In dysautonomia, the different parts of the nervous system are out of balance. They do not work together as needed.

The nervous system can be divided into two parts:

  • Central nervous system (CNS). The CNS consists of the brain and spinal cord.
  • Peripheral nervous system (PNS). The PNS consists of the nerves that travel from the CNS out through the body and back. The PNS itself can also be divided into two parts:
    • Somatic nervous system. Controls voluntary movement.
    • Autonomic nervous system. Regulates functions of the body without conscious thought.

Role of the Autonomic Nervous System

The autonomic nervous system works to regulate involuntary, or unconscious, bodily functions. For instance, it can regulate breathing, even if we are not thinking about breathing. It can also regulate:

  • Heart rate
  • Blood pressure
  • Sweating
  • Digestion

The autonomic system is part of the PNS. However, some areas of the CNS can also affect the autonomic system. These areas of the CNS include:

  • The hypothalamus, which regulates hormones
  • Parts of the brain that respond to emotions

Abnormalities in the Autonomic System

Most of the time, the CNS works with the PNS to keep a balance, or homeostasis, among the systems.

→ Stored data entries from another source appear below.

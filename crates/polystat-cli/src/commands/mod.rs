pub mod config;
pub mod render;
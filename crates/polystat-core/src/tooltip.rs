//! Tooltip content.

use std::fmt::Write as _;

use chrono::DateTime;

use crate::config::{DisplayMode, PanelConfig};
use crate::model::TileModel;
use crate::sort::sort_by;

/// Builds one tooltip per final tile, in tile order.
pub trait TooltipGenerator: Send + Sync {
    fn generate(&self, tiles: &[TileModel], config: &PanelConfig) -> Vec<String>;
}

/// HTML tooltips.
///
/// Composite tiles list their members, ordered by the tooltip primary sort
/// with the secondary sort breaking ties.
#[derive(Debug, Clone, Copy, Default)]
pub struct HtmlTooltips;

impl TooltipGenerator for HtmlTooltips {
    fn generate(&self, tiles: &[TileModel], config: &PanelConfig) -> Vec<String> {
        if !config.polystat.tooltip_enabled {
            return vec![String::new(); tiles.len()];
        }
        tiles.iter().map(|tile| render(tile, config)).collect()
    }
}

fn render(tile: &TileModel, config: &PanelConfig) -> String {
    let opts = &config.polystat;
    let mut html = String::from(r#"<div class="polystat-tooltip">"#);
    let _ = write!(html, r#"<div class="polystat-tooltip-name">{}</div>"#, escape(tile.label()));

    if tile.is_composite {
        html.push_str(r#"<table class="polystat-tooltip-members">"#);
        let members = ordered_members(tile, config);
        if members.is_empty() && opts.tooltip_display_mode == DisplayMode::Triggered {
            let _ = write!(
                html,
                r#"<tr><td colspan="2">{}</td></tr>"#,
                escape(&opts.tooltip_display_text_triggered_empty)
            );
        }
        for member in &members {
            let _ = write!(
                html,
                r#"<tr style="color: {}"><td>{}</td><td>{}</td></tr>"#,
                escape(&member.color),
                escape(member.label()),
                escape(&member.value_text().unwrap_or_default())
            );
        }
        html.push_str("</table>");
    } else {
        let _ = write!(
            html,
            r#"<div class="polystat-tooltip-value">{}</div>"#,
            escape(&tile.value_text().unwrap_or_default())
        );
    }

    if opts.tooltip_timestamp_enabled
        && let Some(time) = tile.timestamp.and_then(format_timestamp)
    {
        let _ = write!(html, r#"<div class="polystat-tooltip-time">{time}</div>"#);
    }
    html.push_str("</div>");
    html
}

fn ordered_members(tile: &TileModel, config: &PanelConfig) -> Vec<TileModel> {
    let opts = &config.polystat;
    let members: Vec<TileModel> = match opts.tooltip_display_mode {
        DisplayMode::All => tile.members.clone(),
        DisplayMode::Triggered => tile.members.iter().filter(|m| m.is_triggered()).cloned().collect(),
    };
    let members = sort_by(
        members,
        opts.tooltip_secondary_sort_field,
        opts.tooltip_secondary_sort_direction,
    );
    sort_by(members, opts.tooltip_primary_sort_field, opts.tooltip_primary_sort_direction)
}

#[allow(clippy::cast_possible_truncation)] // Millisecond timestamps fit in i64
fn format_timestamp(millis: f64) -> Option<String> {
    if !millis.is_finite() {
        return None;
    }
    DateTime::from_timestamp_millis(millis as i64).map(|t| t.format("%Y-%m-%d %H:%M:%S").to_string())
}

fn escape(text: &str) -> String {
    let mut out = String::with_capacity(text.len());
    for c in text.chars() {
        match c {
            '&' => out.push_str("&amp;"),
            '<' => out.push_str("&lt;"),
            '>' => out.push_str("&gt;"),
            '"' => out.push_str("&quot;"),
            '\'' => out.push_str("&#39;"),
            _ => out.push(c),
        }
    }
    out
}
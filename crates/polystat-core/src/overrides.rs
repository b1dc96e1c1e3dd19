//! Per-series override rules.

use serde::{Deserialize, Serialize};

use crate::aggregate::Operator;
use crate::clickthrough::{SchemeAllowList, UrlSanitizer};
use crate::config::PanelConfig;
use crate::model::TileModel;
use crate::units::{BuiltinUnits, UnitFormats, decimals_for_value, round_value};

/// Rewrites tiles after the primary sort and before composites.
pub trait OverrideApplicator: Send + Sync {
    fn apply(&self, tiles: Vec<TileModel>, config: &PanelConfig) -> Vec<TileModel>;
}

/// One threshold step: values at or above `value` are in `state`.
#[derive(Debug, Clone, PartialEq, Serialize, Deserialize)]
pub struct Threshold {
    pub value: f64,
    pub state: u32,
}

/// An override rule, matched against the tile name.
#[derive(Debug, Clone, PartialEq, Serialize, Deserialize)]
#[serde(default, rename_all = "camelCase")]
pub struct OverrideRule {
    pub enabled: bool,
    pub metric_name: String,
    pub label: String,
    pub thresholds: Vec<Threshold>,
    pub unit_format: Option<String>,
    pub decimals: Option<u32>,
    pub prefix: String,
    pub suffix: String,
    pub click_through: String,
    pub new_tab_enabled: bool,
    #[serde(rename = "sanitizeURLEnabled")]
    pub sanitize_url_enabled: bool,
}

impl Default for OverrideRule {
    fn default() -> Self {
        Self {
            enabled: true,
            metric_name: String::new(),
            label: String::new(),
            thresholds: Vec::new(),
            unit_format: None,
            decimals: None,
            prefix: String::new(),
            suffix: String::new(),
            click_through: String::new(),
            new_tab_enabled: false,
            sanitize_url_enabled: false,
        }
    }
}

impl OverrideRule {
    /// An enabled rule for `metric_name` that changes nothing yet.
    pub fn new(metric_name: impl Into<String>) -> Self {
        Self {
            metric_name: metric_name.into(),
            ..Self::default()
        }
    }

    /// Threshold state for `value`: the state of the highest step at or
    /// below it, or 0 when no step applies.
    pub fn threshold_level(&self, value: f64) -> u32 {
        if value.is_nan() {
            return 0;
        }
        let mut steps: Vec<&Threshold> = self.thresholds.iter().collect();
        steps.sort_by(|a, b| a.value.total_cmp(&b.value));
        steps
            .iter()
            .rev()
            .find(|t| value >= t.value)
            .map_or(0, |t| t.state)
    }
}

/// Leaves every tile untouched.
#[derive(Debug, Clone, Copy, Default)]
pub struct NoOverrides;

impl OverrideApplicator for NoOverrides {
    fn apply(&self, tiles: Vec<TileModel>, _config: &PanelConfig) -> Vec<TileModel> {
        tiles
    }
}

/// Applies `savedOverrides` from the panel record.
///
/// The first enabled rule whose metric name equals the tile name wins.
pub struct MetricOverrides {
    units: Box<dyn UnitFormats>,
    sanitizer: Box<dyn UrlSanitizer>,
}

impl Default for MetricOverrides {
    fn default() -> Self {
        Self::new(Box::new(BuiltinUnits), Box::new(SchemeAllowList))
    }
}

impl MetricOverrides {
    pub fn new(units: Box<dyn UnitFormats>, sanitizer: Box<dyn UrlSanitizer>) -> Self {
        Self { units, sanitizer }
    }

    fn apply_rule(&self, tile: &mut TileModel, rule: &OverrideRule, config: &PanelConfig) {
        if !rule.thresholds.is_empty() {
            tile.threshold_level = rule.threshold_level(tile.value);
            if let Some(color) = config.threshold_color(tile.threshold_level) {
                color.clone_into(&mut tile.color);
            }
        }

        let has_unit = rule.unit_format.is_some();
        if (has_unit || rule.decimals.is_some()) && tile.operator != Operator::Name.as_str() {
            let unit = rule
                .unit_format
                .as_deref()
                .unwrap_or(&config.polystat.global_unit_format);
            let info = decimals_for_value(tile.value, rule.decimals.or_else(|| config.polystat.decimals()));
            match self.units.format(unit, tile.value, info) {
                Some(text) => {
                    tile.value_formatted = Some(text);
                    tile.value_rounded = Some(round_value(tile.value, info.decimals));
                }
                None => tracing::debug!(unit, tile = %tile.name, "Override names an unknown unit format"),
            }
        }

        if !rule.label.is_empty() {
            tile.display_name = Some(rule.label.clone());
        }
        tile.prefix.clone_from(&rule.prefix);
        tile.suffix.clone_from(&rule.suffix);

        if !rule.click_through.is_empty() {
            tile.click_through.clone_from(&rule.click_through);
            tile.sanitized_url = self.sanitizer.sanitize(&rule.click_through);
            tile.new_tab_enabled = rule.new_tab_enabled;
            tile.sanitize_url_enabled = rule.sanitize_url_enabled;
        }
    }
}

impl OverrideApplicator for MetricOverrides {
    fn apply(&self, mut tiles: Vec<TileModel>, config: &PanelConfig) -> Vec<TileModel> {
        let rules: Vec<&OverrideRule> = config.saved_overrides.iter().filter(|r| r.enabled).collect();
        if rules.is_empty() {
            return tiles;
        }

        for tile in &mut tiles {
            if let Some(rule) = rules.iter().find(|r| r.metric_name == tile.name) {
                tracing::trace!(tile = %tile.name, "Applying override");
                self.apply_rule(tile, rule, config);
            }
        }
        tiles
    }
}

#[cfg(test)]
mod tests {
    use super::*;

    fn rule_with_thresholds(name: &str) -> OverrideRule {
        OverrideRule {
            thresholds: vec![
                Threshold { value: 5.0, state: 1 },
                Threshold { value: 0.0, state: 0 },
                Threshold { value: 10.0, state: 2 },
            ],
            ..OverrideRule::new(name)
        }
    }

    fn config_with(rules: Vec<OverrideRule>) -> PanelConfig {
        PanelConfig {
            saved_overrides: rules,
            ..PanelConfig::default()
        }
    }

    #[test]
    fn test_threshold_level_steps() {
        let rule = rule_with_thresholds("a");
        assert_eq!(rule.threshold_level(-1.0), 0);
        assert_eq!(rule.threshold_level(4.9), 0);
        assert_eq!(rule.threshold_level(5.0), 1);
        assert_eq!(rule.threshold_level(12.0), 2);
        assert_eq!(rule.threshold_level(f64::NAN), 0);
    }

    #[test]
    fn test_thresholds_set_level_and_palette_color() {
        let config = config_with(vec![rule_with_thresholds("svc-a")]);
        let tiles = vec![TileModel::new("svc-a", 7.0), TileModel::new("svc-b", 7.0)];
        let out = MetricOverrides::default().apply(tiles, &config);

        assert_eq!(out[0].threshold_level, 1);
        assert_eq!(out[0].color, "#ED8128");
        assert_eq!(out[1].threshold_level, 0);
        assert_eq!(out[1].color, "");
    }

    #[test]
    fn test_disabled_rule_is_ignored() {
        let mut rule = rule_with_thresholds("svc-a");
        rule.enabled = false;
        let out = MetricOverrides::default().apply(vec![TileModel::new("svc-a", 20.0)], &config_with(vec![rule]));
        assert_eq!(out[0].threshold_level, 0);
    }

    #[test]
    fn test_unit_label_and_affixes() {
        let rule = OverrideRule {
            unit_format: Some("percent".to_string()),
            decimals: Some(1),
            label: "Service A".to_string(),
            prefix: "~".to_string(),
            suffix: " now".to_string(),
            ..OverrideRule::new("svc-a")
        };
        let out = MetricOverrides::default().apply(vec![TileModel::new("svc-a", 42.0)], &config_with(vec![rule]));

        assert_eq!(out[0].value_formatted.as_deref(), Some("42.0%"));
        assert_eq!(out[0].label(), "Service A");
        assert_eq!(out[0].value_text().as_deref(), Some("~42.0% now"));
    }

    #[test]
    fn test_click_through_sets_flags() {
        let rule = OverrideRule {
            click_through: "https://example.com/a".to_string(),
            new_tab_enabled: true,
            ..OverrideRule::new("svc-a")
        };
        let out = MetricOverrides::default().apply(vec![TileModel::new("svc-a", 1.0)], &config_with(vec![rule]));

        assert_eq!(out[0].click_through, "https://example.com/a");
        assert_eq!(out[0].sanitized_url, "https://example.com/a");
        assert!(out[0].new_tab_enabled);
        assert!(!out[0].sanitize_url_enabled);
    }

    #[test]
    fn test_order_is_preserved() {
        let config = config_with(vec![rule_with_thresholds("b")]);
        let tiles = vec![TileModel::new("c", 1.0), TileModel::new("b", 1.0), TileModel::new("a", 1.0)];
        let out = MetricOverrides::default().apply(tiles, &config);
        let names: Vec<&str> = out.iter().map(|t| t.name.as_str()).collect();
        assert_eq!(names, ["c", "b", "a"]);
    }

    #[test]
    fn test_rule_parses_from_panel_record() {
        let rule: OverrideRule = serde_json::from_str(
            r#"{"metricName": "svc-a", "thresholds": [{"value": 3, "state": 2}],
                "clickThrough": "/d/x", "sanitizeURLEnabled": true}"#,
        )
        .unwrap();
        assert_eq!(rule.metric_name, "svc-a");
        assert!(rule.enabled);
        assert_eq!(rule.threshold_level(3.0), 2);
        assert!(rule.sanitize_url_enabled);
    }
}
//! Render command - run the tile pipeline over series data.
//!
//! # Examples
//!
//! ```bash
//! # Table output with the panel defaults
//! polystat render --data series.json
//!
//! # Full tile models and tooltips as JSON
//! polystat render --config panel.json --data series.json --json
//!
//! # Fill template variables used by click-through URLs
//! polystat render -c panel.json -d series.json --var dc=eu-1 --var env=prod
//! ```

use std::path::PathBuf;

use anyhow::{Context, Result};
use clap::Args as ClapArgs;
use serde::Serialize;
use tracing::instrument;

use polystat_core::clickthrough::TemplateVars;
use polystat_core::{PanelController, PanelState, Pipeline, PipelineError, TileModel};

use crate::input::{load_config, load_series};
use crate::output::create_table;

#[derive(ClapArgs, Clone)]
pub struct Args {
    /// Panel record (JSON); the defaults apply when omitted
    #[arg(short, long, value_name = "FILE")]
    pub config: Option<PathBuf>,

    /// Series data (JSON array of {target, datapoints}), `-` for stdin
    #[arg(short, long, value_name = "FILE")]
    pub data: PathBuf,

    /// Template variable for click-through URLs (repeatable)
    #[arg(long = "var", value_name = "NAME=VALUE", value_parser = parse_var)]
    pub vars: Vec<(String, String)>,

    /// Include tooltip markup in table output
    #[arg(long)]
    pub tooltips: bool,

    /// Output as JSON
    #[arg(long)]
    pub json: bool,
}

/// JSON output format for the render command
#[derive(Serialize)]
#[serde(rename_all = "camelCase")]
struct RenderOutput<'a> {
    tiles: &'a [TileModel],
    tooltips: &'a [String],
    default_click_through: String,
    hidden_by_display_limit: usize,
    warnings: Vec<String>,
}

fn parse_var(raw: &str) -> Result<(String, String), String> {
    match raw.split_once('=') {
        Some((name, value)) if !name.is_empty() => Ok((name.to_string(), value.to_string())),
        _ => Err(format!("expected NAME=VALUE, got '{raw}'")),
    }
}

#[instrument(level = "info", name = "cmd::render", skip_all, fields(data = %args.data.display()))]
pub fn execute(args: &Args, quiet: bool) -> Result<()> {
    let config = load_config(args.config.as_deref())?;
    let payloads = load_series(&args.data)?;

    let vars: TemplateVars = args.vars.iter().cloned().collect();
    let mut controller = PanelController::new(Pipeline::default().with_template_variables(vars), config);
    controller.on_data_received(&payloads);
    let state = controller.state();

    if let Some(err) = state.warnings.iter().find_map(|w| match w {
        PipelineError::Data(e) => Some(e.clone()),
        PipelineError::Configuration(_) => None,
    }) {
        return Err(err).context("Series data could not be ingested");
    }
    if !quiet {
        for warning in &state.warnings {
            eprintln!("Warning: {warning}");
        }
    }

    let shown = displayed(state, controller.config().polystat.display_limit);
    if args.json {
        let output = RenderOutput {
            tiles: &state.tiles[..shown],
            tooltips: &state.tooltips[..shown],
            default_click_through: controller.default_click_through(),
            hidden_by_display_limit: state.tiles.len() - shown,
            warnings: state.warnings.iter().map(ToString::to_string).collect(),
        };
        println!("{}", serde_json::to_string_pretty(&output)?);
        return Ok(());
    }

    if state.tiles.is_empty() {
        if !quiet {
            println!("{}", controller.config().polystat.global_display_text_triggered_empty);
        }
        return Ok(());
    }

    let mut table = create_table();
    let mut header = vec!["Name", "Value", "Level", "Color", "Click-through"];
    if args.tooltips {
        header.push("Tooltip");
    }
    table.set_header(header);

    for (tile, tooltip) in state.tiles.iter().zip(&state.tooltips).take(shown) {
        let name = if tile.is_composite {
            format!("{} ({} members)", tile.label(), tile.members.len())
        } else {
            tile.label().to_string()
        };
        let mut row = vec![
            name,
            tile.value_text().unwrap_or_else(|| "-".to_string()),
            tile.threshold_level.to_string(),
            tile.color.clone(),
            tile.click_through.clone(),
        ];
        if args.tooltips {
            row.push(tooltip.clone());
        }
        table.add_row(row);
    }
    println!("{table}");

    let hidden = state.tiles.len() - shown;
    if hidden > 0 && !quiet {
        println!("{hidden} more tile(s) hidden by the display limit");
    }

    Ok(())
}

/// Number of tiles within the display limit.
fn displayed(state: &PanelState, limit: Option<i64>) -> usize {
    limit
        .and_then(|l| usize::try_from(l).ok())
        .map_or(state.tiles.len(), |l| l.min(state.tiles.len()))
}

This keeps the nervous systems working well. In dysautonomia, these systems do not work properly.

Postural Orthostatic Tachycardia Syndrome (POTS)

POTS is a relatively common type of dysautonomia. It is discussed in detail here.

SIGNS AND SYMPTOMS 

General Symptoms

Symptoms of dysautonomia can include, but are not limited to:

  • Orthostatic hypotension (a drop in blood pressure with standing)
  • Tachycardia (rapid heart rate)
  • Lightheadedness or dizziness
  • Fatigue
  • Anxiety
  • Nausea or vomiting
  • Headache
  • Syncope (fainting or passing out)
  • Intolerance of heat or cold
  • Constipation
  • Abnormal sweating
  • Frequent urination or urinary accidents

Symptoms of Familial Dysautonomia (FD)

FD is an inherited condition. It usually affects infants shortly after birth. It is also known as Riley-Day syndrome or HSAN Type III. Symptoms include:

  • Problems feeding
  • Low tone (floppiness)
  • Low body temperature
  • Fewer tears produced with crying
  • Excessive sweating and drooling
  • Decreased responses to pain
  • An unusually smooth tongue (absent tastebuds)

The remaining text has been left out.